** EXTRACTED INFORMATION **
##############################
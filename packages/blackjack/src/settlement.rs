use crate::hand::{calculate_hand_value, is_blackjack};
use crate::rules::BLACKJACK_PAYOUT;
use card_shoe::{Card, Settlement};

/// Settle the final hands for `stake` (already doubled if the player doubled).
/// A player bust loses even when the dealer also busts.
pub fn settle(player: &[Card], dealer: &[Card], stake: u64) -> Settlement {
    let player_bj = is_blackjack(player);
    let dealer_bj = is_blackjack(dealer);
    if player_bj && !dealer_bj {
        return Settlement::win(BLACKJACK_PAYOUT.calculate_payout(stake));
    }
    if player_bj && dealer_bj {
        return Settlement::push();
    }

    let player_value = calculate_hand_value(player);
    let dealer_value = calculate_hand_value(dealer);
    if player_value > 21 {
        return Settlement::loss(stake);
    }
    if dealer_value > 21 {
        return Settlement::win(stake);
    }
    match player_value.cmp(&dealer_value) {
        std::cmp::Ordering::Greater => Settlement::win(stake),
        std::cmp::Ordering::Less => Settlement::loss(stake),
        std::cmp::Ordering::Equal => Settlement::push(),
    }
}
##############################
Across the whole listing, every line must be copied exactly.

** ANSWER TO THIS PROBLEM **
filename packages/blackjack/src/settlement.rs
use crate::hand::{calculate_hand_value, is_blackjack};
use crate::rules::BLACKJACK_PAYOUT;
use card_shoe::{Card, Settlement};

/// Settle the final hands for `stake` (already doubled if the player doubled).
/// A player bust loses even when the dealer also busts.
pub fn settle(player: &[Card], dealer: &[Card], stake: u64) -> Settlement {
    let player_bj = is_blackjack(player);
    let dealer_bj = is_blackjack(dealer);
    if player_bj && !dealer_bj {
        return Settlement::win(BLACKJACK_PAYOUT.calculate_payout(stake));
    }
    if player_bj && dealer_bj {
        return Settlement::push();
    }

    let player_value = calculate_hand_value(player);
    let dealer_value = calculate_hand_value(dealer);
    if player_value > 21 {
        return Settlement::loss(stake);
    }
    if dealer_value > 21 {
        return Settlement::win(stake);
    }
    match player_value.cmp(&dealer_value) {
        std::cmp::Ordering::Greater => Settlement::win(stake),
        std::cmp::Ordering::Less => Settlement::loss(stake),
        std::cmp::Ordering::Equal => Settlement::push(),
    }
}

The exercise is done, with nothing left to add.